Wet-suited and ready to Snorkell |
In all we went to three sites. The first was a bit challenging with a choppy sea and strong current making it a bit uncomfortable, the second was better and the best was saved until last. Our final plunge was at a site totally protected by the reef, in fact with a very low tide a vast expanse of reef was exposed resulting in absolutely no wave movement and very little current with which to contend. Whilst the coral and marine life were good, the outer reef was different from our previous snorkelling trips and, to be honest, we both agreed later that we have probably been spoilt with some of our other experiences particularly in the Maldives.
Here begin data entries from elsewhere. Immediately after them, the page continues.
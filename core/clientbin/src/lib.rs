#![warn(clippy::pedantic)]
//! Discovery, Verification and Provisioning of Client Binaries
//!
//! This crate finds external command-line clients on the host, proves they work
//! by running a sanity probe, and when they are missing downloads and installs
//! them from a declarative catalog.
//!
//! ## Overview
//!
//! ```text
//! catalog.json → Catalog → supported(platform) → ClientRecord
//!                                                    │
//!              Manager::init ── locate ── sanity::verify
//!              Manager::download ── fetch → digests → unpack → alias → sanity::verify
//! ```
//!
//! ## Quick Start
//!
//! ```rust,no_run
//! use std::path::Path;
//! use clientbin::{Catalog, DownloadOptions, Manager, ScanOptions};
//!
//! # async fn demo() -> anyhow::Result<()> {
//! let manager = Manager::new(Catalog::from_path(Path::new("clients.json"))?);
//! manager.init(&ScanOptions::default()).await;
//!
//! for (id, client) in manager.clients().await {
//!     println!("{id}: available = {}", client.is_available());
//! }
//!
//! let outcome = manager
//!     .download("Geth", DownloadOptions::default().with_download_folder("/opt/clients"))
//!     .await?;
//! println!("{:?}", outcome.client.active_cli().full_path());
//! # Ok(())
//! # }
//! ```
//!
//! ## Record States
//!
//! | State | Meaning |
//! |-------|---------|
//! | none | Not verified yet |
//! | available | A candidate passed the sanity probe; `fullPath` is set |
//! | `notFound` | No candidate binary exists |
//! | `sanityCheckFail` | Candidates exist but none passed the probe |
//!
//! ## Modules
//!
//! - [`platform`] - host OS/architecture naming
//! - [`catalog`] - the catalog document and platform filtering
//! - [`record`] - runtime client records
//! - [`locator`] - candidate binary discovery
//! - [`sanity`] - concurrent sanity probes
//! - [`fetch`] - archive transport
//! - [`verify`] - archive digests
//! - [`archive`] - zip and tar extraction
//! - [`install`] - stable-name aliasing
//! - [`manager`] - the public coordinator

pub mod archive;
pub mod catalog;
pub mod errors;
pub mod fetch;
pub mod install;
pub mod locator;
pub mod logger;
pub mod manager;
pub mod pipeline;
pub mod platform;
pub mod record;
pub mod sanity;
pub mod verify;

pub use catalog::{
    Catalog, ClientEntry, DownloadDescriptor, PlatformCommands, PlatformConfig, SanityProbe,
};
pub use errors::{CatalogError, ProvisionError};
pub use fetch::{ArchiveFetcher, HttpFetcher, ProgressCallback, ProgressEvent};
pub use logger::{Logger, NoopLogger, TracingLogger};
pub use manager::{Manager, ScanOptions};
pub use pipeline::{DownloadOptions, DownloadOutcome, UNPACK_FOLDER, UnpackHandler};
pub use platform::Platform;
pub use record::{ActiveCli, ClientRecord, ClientState, FailReason};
Very low tide on the Outer Reef. Good snorkelling conditions |
Wavelength were excellent with good, helpful and informative staff who provided us with a more than adequate morning snack, a very good buffet lunch with fruit, biscuits and cheese in the afternoon. No wonder we looked like over-weight seals!
The trip back to Port Douglas was wet. Electing to sit on top again the wind and waves were exhilarating – although I did hear a number of other adjectives bandied around by some of our queasy, grey-faced companions. Back on shore we had an early dinner at a wharfside restaurant – prawns, calamari and french fries – then back to camp, where we had booked in for another night. However, as we had been advised that very heavy rain was due in the next few days, we decided to move on.
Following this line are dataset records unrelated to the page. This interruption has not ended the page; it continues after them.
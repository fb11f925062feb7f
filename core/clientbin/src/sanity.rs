//! Sanity verification of candidate binaries.
//!
//! Each candidate is run with the probe arguments from the catalog. A candidate
//! passes when its combined stdout and stderr contain every required substring
//! and it exits successfully.
//!
//! ## Concurrency
//!
//! All candidate probes are launched at once and the first one to *complete*
//! successfully wins. When several candidates could pass, which one is chosen
//! depends on process scheduling and is not deterministic. Probes still running
//! when a winner is found are dropped, which kills their child processes.

use std::path::{Path, PathBuf};
use std::process::Stdio;
use std::time::Duration;

use anyhow::{Context, Result, bail};
use futures_util::StreamExt;
use futures_util::stream::FuturesUnordered;

use crate::catalog::SanityProbe;
use crate::logger::Logger;
use crate::record::{ClientRecord, FailReason};

/// Default upper bound for a single probe run.
pub const DEFAULT_PROBE_TIMEOUT: Duration = Duration::from_secs(30);

/// Verifies `candidates` for `record` and returns the updated record.
///
/// - No probe configured: the first candidate passes unconditionally.
/// - No candidates, or every probe fails: `sanityCheckFail`.
/// - Otherwise the first probe to pass sets `fullPath`.
///
/// Spawn failures, non-zero exits and timeouts all count as failed probes.
pub async fn verify(
    mut record: ClientRecord,
    candidates: Vec<PathBuf>,
    timeout: Duration,
    logger: &dyn Logger,
) -> ClientRecord {
    let Some(probe) = record.config().sanity().cloned() else {
        match candidates.into_iter().next() {
            Some(path) => {
                logger.debug(format_args!(
                    "No sanity check for {}, accepting {}",
                    record.id(),
                    path.display()
                ));
                record.mark_available(path);
            }
            None => record.mark_unavailable(FailReason::SanityCheckFail),
        }
        return record;
    };

    let mut probes: FuturesUnordered<_> = candidates
        .into_iter()
        .map(|path| {
            let probe = &probe;
            async move {
                let outcome = run_probe(&path, probe, timeout).await;
                (path, outcome)
            }
        })
        .collect();

    while let Some((path, outcome)) = probes.next().await {
        match outcome {
            Ok(()) => {
                logger.info(format_args!(
                    "Sanity check passed for {}: {}",
                    record.id(),
                    path.display()
                ));
                record.mark_available(path);
                return record;
            }
            Err(err) => logger.debug(format_args!(
                "Sanity check failed for {} at {}: {err:#}",
                record.id(),
                path.display()
            )),
        }
    }

    logger.warn(format_args!("All sanity checks failed for {}", record.id()));
    record.mark_unavailable(FailReason::SanityCheckFail);
    record
}

/// Runs one probe against `binary`.
async fn run_probe(binary: &Path, probe: &SanityProbe, timeout: Duration) -> Result<()> {
    let run = tokio::process::Command::new(binary)
        .args(&probe.args)
        .stdin(Stdio::null())
        .kill_on_drop(true)
        .output();

    let output = tokio::time::timeout(timeout, run)
        .await
        .with_context(|| format!("Timed out after {}s", timeout.as_secs()))?
        .with_context(|| format!("Failed to execute {}", binary.display()))?;

    if !output.status.success() {
        bail!("Exited with {}", output.status);
    }

    let mut haystack = String::from_utf8_lossy(&output.stdout).into_owned();
    haystack.push_str(&String::from_utf8_lossy(&output.stderr));

    if let Some(needle) = missing_needle(&haystack, &probe.output) {
        bail!("Unable to find \"{needle}\" in output");
    }

    Ok(())
}

/// Returns the first required substring absent from `haystack`.
fn missing_needle<'a>(haystack: &str, needles: &'a [String]) -> Option<&'a str> {
    needles
        .iter()
        .map(String::as_str)
        .find(|needle| !haystack.contains(needle))
}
Bird watching - our last day at Kingfisher Park |
After a final day birdwatching (Sandra) and reading (me) we packed up and headed south back to Cairns, where we took in a print-making exhibition, then further south to Gordonvale to look for somewhere to stay for a few days. Despite problems with the on-line advance booking system, we decided to give the National Parks another go and Sandra spotted a likely place at Goldsborough Valley in the Wooroonooran National Park. Not wanting to risk another “pig in a poke” we drove into the park, found the site OK, drove back to Gordonvale to get a phone connection, made a telephone booking, then back to set up camp – what a carry on and waste of fuel. The pain in the butt booking system does have one big advantage, it is such a hassle that people can't be bothered and consequently the parks don't seem to be well used and we were the only visitors. We booked in for three days and paid up front.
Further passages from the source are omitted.